In attendance at the protest or a conference the day before were Members of Congress Tom Downey, Jim Bates, Barbara Boxer, Mike Lowry, Leon Panetta and Pat Schroeder. Also present were former nuclear weapons designer Dr. Ted Taylor, Nobel Laureate for Physics Professor Owen Chamberlain, Dr. Hugh Dewitt, senior scientist at the Lawrence Livermore Weapons Laboratory, Marvin Minsky, Donner Professor of Science at MIT, Dr. Lester Grinspoon, Professor of Psychiatry at the Harvard Medical School, and former U.S. Attorney General Ramsey Clark. “This observer,” wrote Hank Greenspun, publisher of the Las Vegas Sun, “has seldom witnessed a more eminent group that was willing to accept innumerable hardships with more grace, humility and thoughtful response while petitioning for a cause that could mean survival for their children, grandchildren and all mankind.”

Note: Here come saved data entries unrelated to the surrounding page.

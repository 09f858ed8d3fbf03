//! Key-value storage for persisted items such as cached results.
//!
//! [`Storage`] mirrors the shape of a browser-style key-value store:
//! get/set/remove by key, clear, and positional access to keys. Values are
//! typed; implementations decide how they are persisted.

pub mod file;
pub mod memory;

pub use file::FileStorage;
pub use memory::MemoryStorage;

use crate::error::Result;
use async_trait::async_trait;

/// A typed key-value store.
#[async_trait]
pub trait Storage<T>: Send + Sync
where
    T: Send + Sync,
{
    /// The value under `key`, if any.
    async fn get_item(&self, key: &str) -> Result<Option<T>>;

    /// Store `value` under `key`, replacing any previous value.
    async fn set_item(&self, key: &str, value: T) -> Result<()>;

    /// Remove `key`. Removing a missing key is not an error.
    async fn remove_item(&self, key: &str) -> Result<()>;

    /// Remove every item.
    async fn clear(&self) -> Result<()>;

    /// The `index`-th key in key order.
    async fn key(&self, index: usize) -> Result<Option<String>>;

    /// Number of stored items.
    async fn len(&self) -> Result<usize>;

    async fn is_empty(&self) -> Result<bool> {
        Ok(self.len().await? == 0)
    }
}
//! Content-addressed result cache.
//!
//! [`CachedTools`] memoizes calls by a key derived from the prompt title and
//! a SHA-256 of the call parameters. The store is injected, so a cache can be
//! shared across runs or isolated per test.

use super::{
    call_variant, title_to_name, AvailableModel, CommonPromptResult, EmbeddingPromptResult,
    LlmExecutionTools, ModelCapabilities, Prompt, PromptResult,
};
use crate::error::Result;
use crate::storage::Storage;
use crate::types::ModelVariant;
use async_trait::async_trait;
use chrono::{DateTime, Utc};
use serde::{Deserialize, Serialize};
use serde_json::json;
use sha2::{Digest, Sha256};
use std::sync::Arc;
use tracing::{debug, instrument};

/// Longest title prefix used in a cache key.
const MAX_TITLE_LENGTH: usize = 50;

/// Hex characters of the parameter hash used in a cache key.
const HASH_LENGTH: usize = 10;

/// A persisted cache entry.
#[derive(Debug, Clone, PartialEq, Serialize, Deserialize)]
#[serde(rename_all = "camelCase")]
pub struct CacheItem {
    /// When the result was stored.
    pub date: DateTime<Utc>,
    /// Version of this crate that stored it.
    pub tool_version: String,
    pub prompt: Prompt,
    pub result: CommonPromptResult,
}

/// Cache key of `prompt` for `variant`.
///
/// `title_to_name(title[..50]) + "-" + sha256(parameters)[..10]`, where the
/// hashed parameters are the variant, rendered content, template parameters
/// and model requirements. Only the ASCII characters of the title are kept,
/// so every key is a valid file name; a title with none yields the bare hash.
pub fn cache_key(variant: ModelVariant, prompt: &Prompt) -> Result<String> {
    let title: String = prompt
        .title
        .chars()
        .take(MAX_TITLE_LENGTH)
        .filter(char::is_ascii)
        .collect();
    let parameters = json!({
        "variant": variant,
        "content": prompt.content,
        "parameters": prompt.parameters,
        "modelRequirements": prompt.model_requirements,
    });
    let mut hasher = Sha256::new();
    hasher.update(serde_json::to_vec(&parameters)?);
    let hash = format!("{:x}", hasher.finalize());
    let hash = &hash[..HASH_LENGTH];
    Ok(match title_to_name(&title) {
        name if name.is_empty() => hash.to_string(),
        name => format!("{}-{}", name, hash),
    })
}

/// Decorator caching the results of the wrapped tools.
pub struct CachedTools {
    inner: Arc<dyn LlmExecutionTools>,
    storage: Arc<dyn Storage<CacheItem>>,
    force_reload: bool,
}

impl CachedTools {
    pub fn new(inner: Arc<dyn LlmExecutionTools>, storage: Arc<dyn Storage<CacheItem>>) -> Self {
        Self {
            inner,
            storage,
            force_reload: false,
        }
    }

    /// Skip cache reads but keep writing fresh results.
    pub fn force_reload(mut self, force_reload: bool) -> Self {
        self.force_reload = force_reload;
        self
    }

    #[instrument(skip(self, prompt), fields(provider = self.inner.title(), title = %prompt.title))]
    async fn cached(&self, variant: ModelVariant, prompt: &Prompt) -> Result<CommonPromptResult> {
        let key = cache_key(variant, prompt)?;

        if !self.force_reload {
            match self.storage.get_item(&key).await? {
                Some(item) if item.result.variant() == variant => {
                    debug!(%key, "Cache hit");
                    return Ok(item.result);
                }
                Some(_) => debug!(%key, "Cached result has another variant, ignoring"),
                None => debug!(%key, "Cache miss"),
            }
        }

        let result = call_variant(self.inner.as_ref(), variant, prompt).await?;
        let item = CacheItem {
            date: Utc::now(),
            tool_version: env!("CARGO_PKG_VERSION").to_string(),
            prompt: prompt.clone(),
            result: result.clone(),
        };
        self.storage.set_item(&key, item).await?;
        debug!(%key, "Stored result in cache");
        Ok(result)
    }
}

#[async_trait]
impl LlmExecutionTools for CachedTools {
    fn title(&self) -> &str {
        self.inner.title()
    }

    fn description(&self) -> &str {
        self.inner.description()
    }

    fn capabilities(&self) -> ModelCapabilities {
        self.inner.capabilities()
    }

    async fn check_configuration(&self) -> Result<()> {
        self.inner.check_configuration().await
    }

    async fn list_models(&self) -> Result<Vec<AvailableModel>> {
        self.inner.list_models().await
    }

    async fn call_chat_model(&self, prompt: &Prompt) -> Result<PromptResult> {
        self.cached(ModelVariant::Chat, prompt)
            .await?
            .into_prompt_result()
    }

    async fn call_completion_model(&self, prompt: &Prompt) -> Result<PromptResult> {
        self.cached(ModelVariant::Completion, prompt)
            .await?
            .into_prompt_result()
    }

    async fn call_embedding_model(&self, prompt: &Prompt) -> Result<EmbeddingPromptResult> {
        self.cached(ModelVariant::Embedding, prompt)
            .await?
            .into_embedding_result()
    }
}

impl std::fmt::Debug for CachedTools {
    fn fmt(&self, f: &mut std::fmt::Formatter<'_>) -> std::fmt::Result {
        f.debug_struct("CachedTools")
            .field("inner", &self.inner.title())
            .field("force_reload", &self.force_reload)
            .finish()
    }
}

#[cfg(test)]
mod tests {
    use super::*;
    use crate::backend::ScriptedTools;
    use crate::storage::{FileStorage, MemoryStorage};
    use crate::types::ModelRequirements;

    fn prompt(name: &str) -> Prompt {
        Prompt::new("Write a Bio", format!("Bio of {}", name), ModelRequirements::chat())
            .with_parameter("name", name)
    }

    #[test]
    fn test_key_shape() {
        let key = cache_key(ModelVariant::Chat, &prompt("Alice")).unwrap();
        let (name, hash) = key.rsplit_once('-').unwrap();
        assert_eq!(name, "write-a-bio");
        assert_eq!(hash.len(), HASH_LENGTH);
        assert_eq!(key, cache_key(ModelVariant::Chat, &prompt("Alice")).unwrap());
        assert_ne!(key, cache_key(ModelVariant::Chat, &prompt("Bob")).unwrap());
    }

    #[test]
    fn test_key_truncates_long_titles() {
        let mut long = prompt("x");
        long.title = "a".repeat(200);
        let key = cache_key(ModelVariant::Chat, &long).unwrap();
        assert_eq!(key.len(), MAX_TITLE_LENGTH + 1 + HASH_LENGTH);
    }

    #[test]
    fn test_key_keeps_only_ascii_title_characters() {
        let mut czech = prompt("Ada");
        czech.title = "Napiš životopis".to_string();
        let key = cache_key(ModelVariant::Chat, &czech).unwrap();
        assert!(key.starts_with("napi-ivotopis-"), "{}", key);
        assert!(key.is_ascii());

        czech.title = "Привет".to_string();
        assert_eq!(
            cache_key(ModelVariant::Chat, &czech).unwrap().len(),
            HASH_LENGTH
        );
    }

    #[tokio::test]
    async fn test_non_ascii_titles_cache_in_file_storage() {
        let dir = tempfile::tempdir().unwrap();
        let provider = Arc::new(ScriptedTools::new(vec!["první".into(), "druhý".into()]));
        let cached = CachedTools::new(
            provider.clone(),
            Arc::new(FileStorage::<CacheItem>::new(dir.path())),
        );
        for title in ["Napiš životopis", "Привет"] {
            let mut czech = prompt("Ada");
            czech.title = title.to_string();
            let first = cached.call_chat_model(&czech).await.unwrap();
            let second = cached.call_chat_model(&czech).await.unwrap();
            assert_eq!(first, second);
        }
        assert_eq!(provider.call_count(), 2);
    }

    #[tokio::test]
    async fn test_second_call_is_served_from_cache() {
        let provider = Arc::new(ScriptedTools::new(vec!["first".into(), "second".into()]));
        let storage: Arc<MemoryStorage<CacheItem>> = Arc::new(MemoryStorage::new());
        let cached = CachedTools::new(provider.clone(), storage.clone());

        let r1 = cached.call_chat_model(&prompt("Alice")).await.unwrap();
        let r2 = cached.call_chat_model(&prompt("Alice")).await.unwrap();

        assert_eq!(provider.call_count(), 1);
        assert_eq!(r1, r2);
        assert_eq!(r2.content, "first");
        assert_eq!(storage.len().await.unwrap(), 1);
    }

    #[tokio::test]
    async fn test_force_reload_bypasses_reads_but_writes() {
        let provider = Arc::new(ScriptedTools::new(vec!["old".into(), "new".into()]));
        let storage: Arc<MemoryStorage<CacheItem>> = Arc::new(MemoryStorage::new());

        let cached = CachedTools::new(provider.clone(), storage.clone());
        cached.call_chat_model(&prompt("Alice")).await.unwrap();

        let reloading = CachedTools::new(provider.clone(), storage.clone()).force_reload(true);
        let fresh = reloading.call_chat_model(&prompt("Alice")).await.unwrap();
        assert_eq!(fresh.content, "new");
        assert_eq!(provider.call_count(), 2);

        let hit = cached.call_chat_model(&prompt("Alice")).await.unwrap();
        assert_eq!(hit.content, "new");
        assert_eq!(provider.call_count(), 2);
    }

    #[tokio::test]
    async fn test_variants_are_cached_separately() {
        let provider = Arc::new(ScriptedTools::new(vec!["chat".into(), "completion".into()]));
        let cached = CachedTools::new(provider.clone(), Arc::new(MemoryStorage::<CacheItem>::new()));

        let chat = cached.call_chat_model(&prompt("Alice")).await.unwrap();
        let completion = cached.call_completion_model(&prompt("Alice")).await.unwrap();
        assert_eq!(chat.content, "chat");
        assert_eq!(completion.content, "completion");
        assert_eq!(provider.call_count(), 2);
    }
}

So here is where I’ve come to. The nuclear arms race threatens academic life and freedom and everything else we cherish. Some aspects of our education may enable us to see or understand the threat more clearly than others do. Surely we need to be better informed about the nuclear arms race so that we can effectively challenge the basic tenets that have justified its perpetuation and escalation. But in addition to becoming better informed, we have the opportunity – the obligation – to do all we can to oppose this most terrible evil of our time. Each of us can do it in his or her own way. Nonviolent civil disobedience is traditionally American, but one must be prepared for the consequences. King said, “One who breaks an unjust law must do so openly, lovingly, and with a willingness to accept the penalty.” For me, personally, there has been something liberating in this action. I recommend civil disobedience for your spiritual health.

This essay is based on the Atherton Lecture that Dr. Mack delivered at Harvard’s Kirkland House on October 21, 1986. Mack believes his lecture was provocative for the undergraduates who heard it. (He gave the lecture on the night of the fifth game of the World Series.)

  • John E. Mack, M.D. was a Pulitzer Prize-winning author and professor of psychiatry at Harvard Medical School.

© 1987 John E. Mack

A short version and a long version of this essay were published a few months apart. The version presented on this website combines the entire short-version (published as “Taking Action: The Higher Law of the Nuclear Age” in Greenpeace magazine, vol. 12, no. 3, July-September 1987) with a few additional sentences sourced from the original longer version (published as “Action and Academia in the Nuclear Age”, Harvard Magazine, Jan/Feb 1987, Vol. 89, No. 3, pp.25-31).